Collected data entries —
//! Console and rolling-file tracing setup for the logline store
//!
//! Every binary and test in the workspace installs its subscriber through
//! this crate so output format and filtering stay consistent.
//!
//! # Features
//!
//! - **Pretty or JSON console output**
//! - **File output**: JSON lines with daily/hourly rotation via tracing-appender
//! - **Filtering**: a default level plus per-target levels; `RUST_LOG` wins
//!   when set
//!
//! # Quick Start
//!
//! ```ignore
//! use logline_logging::{LogConfig, LogSubscriberBuilder};
//!
//! // Keep the guard alive so buffered file output is flushed on exit
//! let _guard = LogSubscriberBuilder::new()
//!     .with_config(LogConfig::development())
//!     .try_init()?;
//! ```

pub mod config;
pub mod error;

pub use config::{ConsoleConfig, FileConfig, JsonConfig, LogConfig, RotationStrategy};
pub use error::{LoggingError, LoggingResult};
pub use tracing_appender::non_blocking::WorkerGuard;

use std::fs::{self, File};

use tracing_appender::non_blocking::NonBlocking;
use tracing_appender::rolling::{RollingFileAppender, Rotation};
use tracing_subscriber::layer::{Layered, SubscriberExt};
use tracing_subscriber::util::SubscriberInitExt;
use tracing_subscriber::{EnvFilter, Layer, Registry};

type FilteredRegistry = Layered<EnvFilter, Registry>;

/// One output layer, boxed so console and file variants share a type
pub type BoxedLayer = Box<dyn Layer<FilteredRegistry> + Send + Sync>;

/// The subscriber assembled by [`LogSubscriberBuilder::build`]
pub type LogSubscriber = Layered<Vec<BoxedLayer>, FilteredRegistry>;

/// Builder for configuring and installing the logline tracing subscriber
pub struct LogSubscriberBuilder {
    config: LogConfig,
    env_override: bool,
    test_writer: bool,
}

impl LogSubscriberBuilder {
    /// Create a builder with the default configuration
    pub fn new() -> Self {
        Self {
            config: LogConfig::default(),
            env_override: true,
            test_writer: false,
        }
    }

    /// Use a specific configuration
    pub fn with_config(mut self, config: LogConfig) -> Self {
        self.config = config;
        self
    }

    /// Set the default log level
    pub fn with_level(mut self, level: impl Into<String>) -> Self {
        self.config.default_level = level.into();
        self
    }

    /// Set the level of one target
    pub fn with_target(mut self, target: impl Into<String>, level: impl Into<String>) -> Self {
        self.config.targets.insert(target.into(), level.into());
        self
    }

    /// Enable or disable console output
    pub fn with_console(mut self, enabled: bool) -> Self {
        self.config.console.enabled = enabled;
        self
    }

    /// Configure file output
    pub fn with_file_output(mut self, config: FileConfig) -> Self {
        self.config.file = Some(config);
        self
    }

    /// Whether `RUST_LOG` replaces the configured levels (default: yes)
    pub fn with_env_override(mut self, enabled: bool) -> Self {
        self.env_override = enabled;
        self
    }

    /// Route console output through the test harness capture
    pub fn with_test_writer(mut self) -> Self {
        self.test_writer = true;
        self
    }

    /// The configuration that will be applied
    pub fn config(&self) -> &LogConfig {
        &self.config
    }

    /// Build the subscriber without installing it
    ///
    /// The returned guard, present when file output is configured, flushes
    /// the file writer when dropped.
    pub fn build(self) -> LoggingResult<(LogSubscriber, Option<WorkerGuard>)> {
        let filter = self.filter()?;

        let mut layers: Vec<BoxedLayer> = Vec::new();
        let mut guard = None;
        if let Some(layer) = self.console_layer() {
            layers.push(layer);
        }
        if let Some(file_config) = &self.config.file {
            let (writer, file_guard) = file_writer(file_config)?;
            layers.push(self.json_layer().with_writer(writer).boxed());
            guard = Some(file_guard);
        }

        Ok((Registry::default().with(filter).with(layers), guard))
    }

    /// Build the subscriber and install it globally
    ///
    /// Keep the returned guard alive for the life of the program.
    pub fn try_init(self) -> LoggingResult<Option<WorkerGuard>> {
        let (subscriber, guard) = self.build()?;
        subscriber
            .try_init()
            .map_err(|e| LoggingError::AlreadyInitialized(e.to_string()))?;
        Ok(guard)
    }

    fn filter(&self) -> LoggingResult<EnvFilter> {
        if self.env_override
            && let Ok(filter) = EnvFilter::try_from_default_env()
        {
            return Ok(filter);
        }
        let directives = self.config.directives();
        EnvFilter::try_new(&directives).map_err(|e| LoggingError::InvalidFilter {
            directives,
            reason: e.to_string(),
        })
    }

    fn json_layer<S>(
        &self,
    ) -> tracing_subscriber::fmt::Layer<
        S,
        tracing_subscriber::fmt::format::JsonFields,
        tracing_subscriber::fmt::format::Format<tracing_subscriber::fmt::format::Json>,
    >
    where
        S: tracing::Subscriber + for<'a> tracing_subscriber::registry::LookupSpan<'a>,
    {
        let json = &self.config.json;
        tracing_subscriber::fmt::layer()
            .json()
            .with_current_span(true)
            .with_span_list(json.include_spans)
            .flatten_event(json.flatten_events)
            .with_file(json.include_location)
            .with_line_number(json.include_location)
    }

    fn console_layer(&self) -> Option<BoxedLayer> {
        let console = &self.config.console;
        if !console.enabled {
            return None;
        }
        let layer = match (console.pretty, self.test_writer) {
            (true, false) => tracing_subscriber::fmt::layer()
                .with_ansi(console.ansi)
                .with_target(true)
                .boxed(),
            (true, true) => tracing_subscriber::fmt::layer()
                .with_ansi(console.ansi)
                .with_target(true)
                .with_test_writer()
                .boxed(),
            (false, false) => self.json_layer().boxed(),
            (false, true) => self.json_layer().with_test_writer().boxed(),
        };
        Some(layer)
    }
}

impl Default for LogSubscriberBuilder {
    fn default() -> Self {
        Self::new()
    }
}

/// Open the writer for file output
///
/// `Never` rotation truncates a single `{prefix}.log`; the other strategies
/// append to `{prefix}.{date}` files.
pub fn file_writer(config: &FileConfig) -> LoggingResult<(NonBlocking, WorkerGuard)> {
    fs::create_dir_all(&config.directory).map_err(|source| LoggingError::CreateDirectory {
        path: config.directory.clone(),
        source,
    })?;

    let rotation = match config.rotation {
        RotationStrategy::Never => {
            let path = config.directory.join(format!("{}.log", config.prefix));
            let file = File::create(&path)
                .map_err(|source| LoggingError::CreateFile { path, source })?;
            return Ok(tracing_appender::non_blocking(file));
        }
        RotationStrategy::Daily => Rotation::DAILY,
        RotationStrategy::Hourly => Rotation::HOURLY,
    };

    let appender = RollingFileAppender::builder()
        .rotation(rotation)
        .filename_prefix(&config.prefix)
        .build(&config.directory)?;
    Ok(tracing_appender::non_blocking(appender))
}

/// Install the subscriber described by `config`
pub fn init(config: LogConfig) -> LoggingResult<Option<WorkerGuard>> {
    LogSubscriberBuilder::new().with_config(config).try_init()
}

/// Install a warn-level subscriber captured by the test harness
///
/// Safe to call from every test; only the first call installs anything.
pub fn init_testing() {
    let _ = LogSubscriberBuilder::new()
        .with_config(LogConfig::testing())
        .with_test_writer()
        .try_init();
}
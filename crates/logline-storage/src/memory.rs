//! In-memory versioned key-value engine
//!
//! Reference implementation of [`VersionedKvStore`] for tests and local
//! runs. Every write is a transaction with a monotonically increasing id,
//! every key keeps its full revision list, and multi-key writes check their
//! preconditions under the same lock that commits them.
//!
//! Transaction scans return keys prefixed with a NUL byte, the way real
//! engines expose their internal key encoding; disable with
//! [`InMemoryVersionedStore::without_key_padding`].

use std::collections::{BTreeMap, HashSet};
use std::sync::atomic::{AtomicBool, AtomicU64, AtomicUsize, Ordering};
use std::time::Duration;

use async_trait::async_trait;
use bytes::{BufMut, Bytes, BytesMut};
use dashmap::{DashMap, DashSet};
use logline_core::{
    BackendError, HistoryEntry, KeyValue, Precondition, ScoredMember, TxEntries, TxId,
    VersionedKvStore, VersionedValue, sanitize_key,
};
use tokio::sync::RwLock;
use tracing::{debug, trace};

/// One committed value of a key
#[derive(Debug, Clone)]
struct Revision {
    value: Bytes,
    tx: TxId,
}

#[derive(Debug, Default)]
struct KvState {
    /// Revisions per key, oldest first
    keys: BTreeMap<Bytes, Vec<Revision>>,
    /// Committed transactions; transaction `n` lives at index `n - 1`
    txs: Vec<TxEntries>,
}

impl KvState {
    fn last_tx(&self) -> TxId {
        TxId(self.txs.len() as u64)
    }

    fn commit(&mut self, entries: Vec<KeyValue>) -> TxId {
        let tx = TxId(self.txs.len() as u64 + 1);
        for entry in &entries {
            self.keys
                .entry(entry.key.clone())
                .or_default()
                .push(Revision {
                    value: entry.value.clone(),
                    tx,
                });
        }
        self.txs.push(TxEntries { id: tx, entries });
        tx
    }

    fn check(&self, precondition: &Precondition) -> Result<(), BackendError> {
        match precondition {
            Precondition::KeyMustNotExist(key) => {
                if self.keys.contains_key(key) {
                    return Err(BackendError::conflict(format!(
                        "key {} already exists",
                        sanitize_key(key)
                    )));
                }
            }
            Precondition::KeyNotModifiedAfter { key, tx } => {
                let last = self
                    .keys
                    .get(key)
                    .and_then(|revisions| revisions.last())
                    .map(|revision| revision.tx);
                if let Some(last) = last
                    && last > *tx
                {
                    return Err(BackendError::conflict(format!(
                        "key {} modified at {last}, after {tx}",
                        sanitize_key(key)
                    )));
                }
            }
        }
        Ok(())
    }
}

/// Switches for exercising failure paths
#[derive(Debug, Default)]
struct Faults {
    unavailable: AtomicBool,
    fail_index_writes: AtomicBool,
    rejected_index_members: DashSet<Bytes>,
    forced_conflicts: AtomicUsize,
    latency_ms: AtomicU64,
}

/// In-memory implementation of VersionedKvStore
///
/// Uses one `RwLock` over the key space and transaction log so multi-key
/// writes are atomic, and a `DashMap` of sorted sets for bucket indexes.
#[derive(Debug)]
pub struct InMemoryVersionedStore {
    state: RwLock<KvState>,
    /// Sorted sets: set name -> member -> score
    sorted_sets: DashMap<String, BTreeMap<Bytes, i64>>,
    pad_tx_keys: bool,
    faults: Faults,
}

impl Default for InMemoryVersionedStore {
    fn default() -> Self {
        Self::new()
    }
}

impl InMemoryVersionedStore {
    /// Create an empty engine
    pub fn new() -> Self {
        Self {
            state: RwLock::new(KvState::default()),
            sorted_sets: DashMap::new(),
            pad_tx_keys: true,
            faults: Faults::default(),
        }
    }

    /// Return transaction-scan keys exactly as written
    pub fn without_key_padding(mut self) -> Self {
        self.pad_tx_keys = false;
        self
    }

    /// Make every call fail with [`BackendError::Unavailable`]
    pub fn set_unavailable(&self, unavailable: bool) {
        self.faults.unavailable.store(unavailable, Ordering::SeqCst);
    }

    /// Make sorted-set writes fail with [`BackendError::Unavailable`]
    pub fn set_fail_index_writes(&self, fail: bool) {
        self.faults.fail_index_writes.store(fail, Ordering::SeqCst);
    }

    /// Make sorted-set writes of `member` fail, in any set
    pub fn reject_index_member(&self, member: impl Into<Bytes>) {
        self.faults.rejected_index_members.insert(member.into());
    }

    /// Reject the next `count` multi-key writes with a conflict
    pub fn force_conflicts(&self, count: usize) {
        self.faults.forced_conflicts.store(count, Ordering::SeqCst);
    }

    /// Delay every call by `latency`
    pub fn set_latency(&self, latency: Duration) {
        let millis = u64::try_from(latency.as_millis()).unwrap_or(u64::MAX);
        self.faults.latency_ms.store(millis, Ordering::SeqCst);
    }

    /// Number of committed transactions
    pub async fn tx_count(&self) -> usize {
        self.state.read().await.txs.len()
    }

    async fn admit(&self) -> Result<(), BackendError> {
        let latency = self.faults.latency_ms.load(Ordering::SeqCst);
        if latency > 0 {
            tokio::time::sleep(Duration::from_millis(latency)).await;
        }
        if self.faults.unavailable.load(Ordering::SeqCst) {
            return Err(BackendError::unavailable("in-memory engine switched off"));
        }
        Ok(())
    }

    fn take_forced_conflict(&self) -> bool {
        self.faults
            .forced_conflicts
            .fetch_update(Ordering::SeqCst, Ordering::SeqCst, |n| n.checked_sub(1))
            .is_ok()
    }

    fn padded(&self, key: &Bytes) -> Bytes {
        if !self.pad_tx_keys {
            return key.clone();
        }
        let mut buf = BytesMut::with_capacity(key.len() + 1);
        buf.put_u8(0);
        buf.put_slice(key);
        buf.freeze()
    }
}

#[async_trait]
impl VersionedKvStore for InMemoryVersionedStore {
    async fn get(&self, key: &[u8]) -> Result<VersionedValue, BackendError> {
        self.admit().await?;
        let state = self.state.read().await;
        let (stored_key, revisions) = state
            .keys
            .get_key_value(key)
            .ok_or_else(|| BackendError::not_found(sanitize_key(key)))?;
        let latest = revisions
            .last()
            .ok_or_else(|| BackendError::not_found(sanitize_key(key)))?;
        Ok(VersionedValue {
            key: stored_key.clone(),
            value: latest.value.clone(),
            tx: latest.tx,
        })
    }

    async fn set(&self, key: &[u8], value: Bytes) -> Result<TxId, BackendError> {
        self.admit().await?;
        let mut state = self.state.write().await;
        let tx = state.commit(vec![KeyValue::new(Bytes::copy_from_slice(key), value)]);
        trace!(key = %sanitize_key(key), %tx, "Set key");
        Ok(tx)
    }

    async fn set_all(
        &self,
        entries: Vec<KeyValue>,
        preconditions: Vec<Precondition>,
    ) -> Result<TxId, BackendError> {
        self.admit().await?;
        if entries.is_empty() {
            return Err(BackendError::Corrupted("empty transaction".to_string()));
        }

        let mut seen = HashSet::with_capacity(entries.len());
        if let Some(duplicate) = entries.iter().find(|e| !seen.insert(e.key.clone())) {
            return Err(BackendError::conflict(format!(
                "key {} written twice in one transaction",
                sanitize_key(&duplicate.key)
            )));
        }

        let mut state = self.state.write().await;
        if self.take_forced_conflict() {
            debug!("Rejecting transaction with forced conflict");
            return Err(BackendError::conflict("forced conflict"));
        }
        for precondition in &preconditions {
            state.check(precondition)?;
        }

        let keys = entries.len();
        let tx = state.commit(entries);
        trace!(%tx, keys, "Committed multi-key transaction");
        Ok(tx)
    }

    async fn scan_prefix(&self, prefix: &[u8]) -> Result<Vec<KeyValue>, BackendError> {
        self.admit().await?;
        let state = self.state.read().await;
        let start = Bytes::copy_from_slice(prefix);
        Ok(state
            .keys
            .range(start..)
            .take_while(|(key, _)| key.starts_with(prefix))
            .filter_map(|(key, revisions)| {
                revisions
                    .last()
                    .map(|latest| KeyValue::new(key.clone(), latest.value.clone()))
            })
            .collect())
    }

    async fn history(&self, key: &[u8]) -> Result<Vec<HistoryEntry>, BackendError> {
        self.admit().await?;
        let state = self.state.read().await;
        let (stored_key, revisions) = state
            .keys
            .get_key_value(key)
            .ok_or_else(|| BackendError::not_found(sanitize_key(key)))?;
        Ok(revisions
            .iter()
            .enumerate()
            .map(|(i, revision)| HistoryEntry {
                key: stored_key.clone(),
                value: revision.value.clone(),
                tx: revision.tx,
                revision: i as u64 + 1,
            })
            .collect())
    }

    async fn current_tx_id(&self) -> Result<TxId, BackendError> {
        self.admit().await?;
        Ok(self.state.read().await.last_tx())
    }

    async fn scan_transactions(
        &self,
        from: TxId,
        limit: usize,
        descending: bool,
    ) -> Result<Vec<TxEntries>, BackendError> {
        self.admit().await?;
        let state = self.state.read().await;
        let last = state.last_tx().as_u64();
        let from = from.as_u64().min(last);

        let ids: Box<dyn Iterator<Item = u64>> = if descending {
            Box::new((1..=from).rev())
        } else {
            Box::new(from.max(1)..=last)
        };

        Ok(ids
            .take(limit)
            .filter_map(|id| state.txs.get(id as usize - 1))
            .map(|tx| TxEntries {
                id: tx.id,
                entries: tx
                    .entries
                    .iter()
                    .map(|entry| KeyValue::new(self.padded(&entry.key), entry.value.clone()))
                    .collect(),
            })
            .collect())
    }

    async fn sorted_set_add(
        &self,
        set: &str,
        score: i64,
        member: &[u8],
    ) -> Result<(), BackendError> {
        self.admit().await?;
        if self.faults.fail_index_writes.load(Ordering::SeqCst) {
            return Err(BackendError::unavailable("index writes switched off"));
        }
        if self.faults.rejected_index_members.contains(member) {
            return Err(BackendError::unavailable(format!(
                "index writes of {} switched off",
                sanitize_key(member)
            )));
        }
        self.sorted_sets
            .entry(set.to_string())
            .or_default()
            .insert(Bytes::copy_from_slice(member), score);
        trace!(set, score, member = %sanitize_key(member), "Added sorted set member");
        Ok(())
    }

    async fn sorted_set_scan(&self, set: &str) -> Result<Vec<ScoredMember>, BackendError> {
        self.admit().await?;
        let mut members: Vec<ScoredMember> = match self.sorted_sets.get(set) {
            Some(entries) => entries
                .iter()
                .map(|(member, score)| ScoredMember {
                    score: *score,
                    member: member.clone(),
                })
                .collect(),
            None => Vec::new(),
        };
        members.sort_by(|a, b| a.score.cmp(&b.score).then_with(|| a.member.cmp(&b.member)));
        Ok(members)
    }
}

WHAT YOU SHOULD DO — On how many lines above does "harness" occur? Say the number only.

SOLUTION TO THIS EXERCISE — 2